//! Pipeline orchestration shim
//!
//! Composes fetch -> validate -> normalize -> write into the single
//! invocable unit an external scheduler calls on a cron-like cadence.
//! The runner holds no state between invocations; everything a run
//! learns lives in its [`RunSummary`].

use crate::error::PipelineError;
use crate::fetch::SourceFetcher;
use crate::normalize::normalize;
use crate::retry::RetryPolicy;
use crate::schema::ValidationStats;
use crate::types::{RunSummary, SourceSpec};
use crate::writer::{DedupStrategy, IdempotentWriter, DEFAULT_BATCH_SIZE};
use crate::TsnClient;
use futures::StreamExt;
use std::sync::Arc;
use tracing::{error, info, warn};

/// Runs one source pipeline end to end
pub struct PipelineRunner {
    client: Arc<dyn TsnClient>,
    policy: RetryPolicy,
    strategy: DedupStrategy,
    batch_size: usize,
}

impl PipelineRunner {
    pub fn new(client: Arc<dyn TsnClient>) -> Self {
        Self {
            client,
            policy: RetryPolicy::default(),
            strategy: DedupStrategy::default(),
            batch_size: DEFAULT_BATCH_SIZE,
        }
    }

    pub fn with_retry_policy(mut self, policy: RetryPolicy) -> Self {
        self.policy = policy;
        self
    }

    pub fn with_dedup_strategy(mut self, strategy: DedupStrategy) -> Self {
        self.strategy = strategy;
        self
    }

    pub fn with_batch_size(mut self, batch_size: usize) -> Self {
        self.batch_size = batch_size;
        self
    }

    /// Execute one streaming pass over the source
    ///
    /// Always returns a summary. Per-record problems are counted;
    /// fatal errors (source unavailable, invalid schema, stream
    /// deployment failure) halt the run and are recorded with
    /// partial-progress counts.
    pub async fn run(&self, spec: &SourceSpec, fetcher: &dyn SourceFetcher) -> RunSummary {
        let mut summary = RunSummary::new(&spec.name);
        info!(source = %spec.name, "Starting pipeline run");

        if let Err(reason) = spec.schema.check() {
            error!(source = %spec.name, "Invalid schema configuration: {}", reason);
            summary.fatal_error = Some(PipelineError::SchemaConfig(reason).to_string());
            summary.finalize();
            return summary;
        }

        let mut stream = match self
            .policy
            .run("fetch", || fetcher.fetch(spec))
            .await
        {
            Ok(stream) => stream,
            Err(err) => {
                error!(source = %spec.name, "Source unavailable: {}", err);
                summary.fatal_error = Some(PipelineError::SourceUnavailable(err).to_string());
                summary.finalize();
                return summary;
            },
        };

        let mut writer = IdempotentWriter::with_batch_size(
            Arc::clone(&self.client),
            self.policy,
            self.strategy,
            self.batch_size,
        );
        let mut validation = ValidationStats::default();

        while let Some(item) = stream.next().await {
            let raw = match item {
                Ok(raw) => raw,
                Err(err) => {
                    // Mid-stream transport failure; halt with partial counts
                    error!(source = %spec.name, "Fetch stream failed: {}", err);
                    summary.fatal_error =
                        Some(PipelineError::SourceUnavailable(err).to_string());
                    break;
                },
            };
            summary.fetched += 1;

            let validated = spec.schema.validate(raw, &mut validation);
            if let crate::record::ValidationStatus::Rejected(reason) = &validated.status {
                warn!(source = %spec.name, "Record rejected: {}", reason);
                summary.rejection_reasons.push(reason.clone());
                continue;
            }

            match normalize(&validated, &spec.mapping) {
                Ok(Some(point)) => {
                    summary.normalized += 1;
                    if let Err(err) = writer.push(point).await {
                        error!(source = %spec.name, "Fatal write error: {}", err);
                        summary.fatal_error = Some(err.to_string());
                        break;
                    }
                },
                Ok(None) => {
                    summary.filtered += 1;
                },
                Err(err) => {
                    warn!(source = %spec.name, "Record dropped: {}", err);
                    summary.dropped += 1;
                    summary.rejection_reasons.push(err.to_string());
                },
            }
        }

        summary.passed = validation.passed;
        summary.coerced = validation.coerced;
        summary.rejected = validation.rejected;

        match writer.finish().await {
            Ok(stats) => {
                summary.written = stats.written;
                summary.duplicate = stats.duplicate;
                summary.failed = stats.failed;
            },
            Err(err) => {
                error!(source = %spec.name, "Fatal error flushing writer: {}", err);
                if summary.fatal_error.is_none() {
                    summary.fatal_error = Some(err.to_string());
                }
            },
        }

        summary.finalize();
        info!(
            source = %spec.name,
            outcome = summary.outcome.as_str(),
            fetched = summary.fetched,
            rejected = summary.rejected,
            normalized = summary.normalized,
            dropped = summary.dropped,
            written = summary.written,
            duplicate = summary.duplicate,
            failed = summary.failed,
            "Pipeline run finished"
        );
        summary
    }
}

# # # #

→ Your task
Please return the data above in full, without altering a single line.

→ Response area
//! Pipeline orchestration shim
//!
//! Composes fetch -> validate -> normalize -> write into the single
//! invocable unit an external scheduler calls on a cron-like cadence.
//! The runner holds no state between invocations; everything a run
//! learns lives in its [`RunSummary`].

use crate::error::PipelineError;
use crate::fetch::SourceFetcher;
use crate::normalize::normalize;
use crate::retry::RetryPolicy;
use crate::schema::ValidationStats;
use crate::types::{RunSummary, SourceSpec};
use crate::writer::{DedupStrategy, IdempotentWriter, DEFAULT_BATCH_SIZE};
use crate::TsnClient;
use futures::StreamExt;
use std::sync::Arc;
use tracing::{error, info, warn};

/// Runs one source pipeline end to end
pub struct PipelineRunner {
    client: Arc<dyn TsnClient>,
    policy: RetryPolicy,
    strategy: DedupStrategy,
    batch_size: usize,
}

impl PipelineRunner {
    pub fn new(client: Arc<dyn TsnClient>) -> Self {
        Self {
            client,
            policy: RetryPolicy::default(),
            strategy: DedupStrategy::default(),
            batch_size: DEFAULT_BATCH_SIZE,
        }
    }

    pub fn with_retry_policy(mut self, policy: RetryPolicy) -> Self {
        self.policy = policy;
        self
    }

    pub fn with_dedup_strategy(mut self, strategy: DedupStrategy) -> Self {
        self.strategy = strategy;
        self
    }

    pub fn with_batch_size(mut self, batch_size: usize) -> Self {
        self.batch_size = batch_size;
        self
    }

    /// Execute one streaming pass over the source
    ///
    /// Always returns a summary. Per-record problems are counted;
    /// fatal errors (source unavailable, invalid schema, stream
    /// deployment failure) halt the run and are recorded with
    /// partial-progress counts.
    pub async fn run(&self, spec: &SourceSpec, fetcher: &dyn SourceFetcher) -> RunSummary {
        let mut summary = RunSummary::new(&spec.name);
        info!(source = %spec.name, "Starting pipeline run");

        if let Err(reason) = spec.schema.check() {
            error!(source = %spec.name, "Invalid schema configuration: {}", reason);
            summary.fatal_error = Some(PipelineError::SchemaConfig(reason).to_string());
            summary.finalize();
            return summary;
        }

        let mut stream = match self
            .policy
            .run("fetch", || fetcher.fetch(spec))
            .await
        {
            Ok(stream) => stream,
            Err(err) => {
                error!(source = %spec.name, "Source unavailable: {}", err);
                summary.fatal_error = Some(PipelineError::SourceUnavailable(err).to_string());
                summary.finalize();
                return summary;
            },
        };

        let mut writer = IdempotentWriter::with_batch_size(
            Arc::clone(&self.client),
            self.policy,
            self.strategy,
            self.batch_size,
        );
        let mut validation = ValidationStats::default();

        while let Some(item) = stream.next().await {
            let raw = match item {
                Ok(raw) => raw,
                Err(err) => {
                    // Mid-stream transport failure; halt with partial counts
                    error!(source = %spec.name, "Fetch stream failed: {}", err);
                    summary.fatal_error =
                        Some(PipelineError::SourceUnavailable(err).to_string());
                    break;
                },
            };
            summary.fetched += 1;

            let validated = spec.schema.validate(raw, &mut validation);
            if let crate::record::ValidationStatus::Rejected(reason) = &validated.status {
                warn!(source = %spec.name, "Record rejected: {}", reason);
                summary.rejection_reasons.push(reason.clone());
                continue;
            }

            match normalize(&validated, &spec.mapping) {
                Ok(Some(point)) => {
                    summary.normalized += 1;
                    if let Err(err) = writer.push(point).await {
                        error!(source = %spec.name, "Fatal write error: {}", err);
                        summary.fatal_error = Some(err.to_string());
                        break;
                    }
                },
                Ok(None) => {
                    summary.filtered += 1;
                },
                Err(err) => {
                    warn!(source = %spec.name, "Record dropped: {}", err);
                    summary.dropped += 1;
                    summary.rejection_reasons.push(err.to_string());
                },
            }
        }

        summary.passed = validation.passed;
        summary.coerced = validation.coerced;
        summary.rejected = validation.rejected;

        match writer.finish().await {
            Ok(stats) => {
                summary.written = stats.written;
                summary.duplicate = stats.duplicate;
                summary.failed = stats.failed;
            },
            Err(err) => {
                error!(source = %spec.name, "Fatal error flushing writer: {}", err);
                if summary.fatal_error.is_none() {
                    summary.fatal_error = Some(err.to_string());
                }
            },
        }

        summary.finalize();
        info!(
            source = %spec.name,
            outcome = summary.outcome.as_str(),
            fetched = summary.fetched,
            rejected = summary.rejected,
            normalized = summary.normalized,
            dropped = summary.dropped,
            written = summary.written,
            duplicate = summary.duplicate,
            failed = summary.failed,
            "Pipeline run finished"
        );
        summary
    }
}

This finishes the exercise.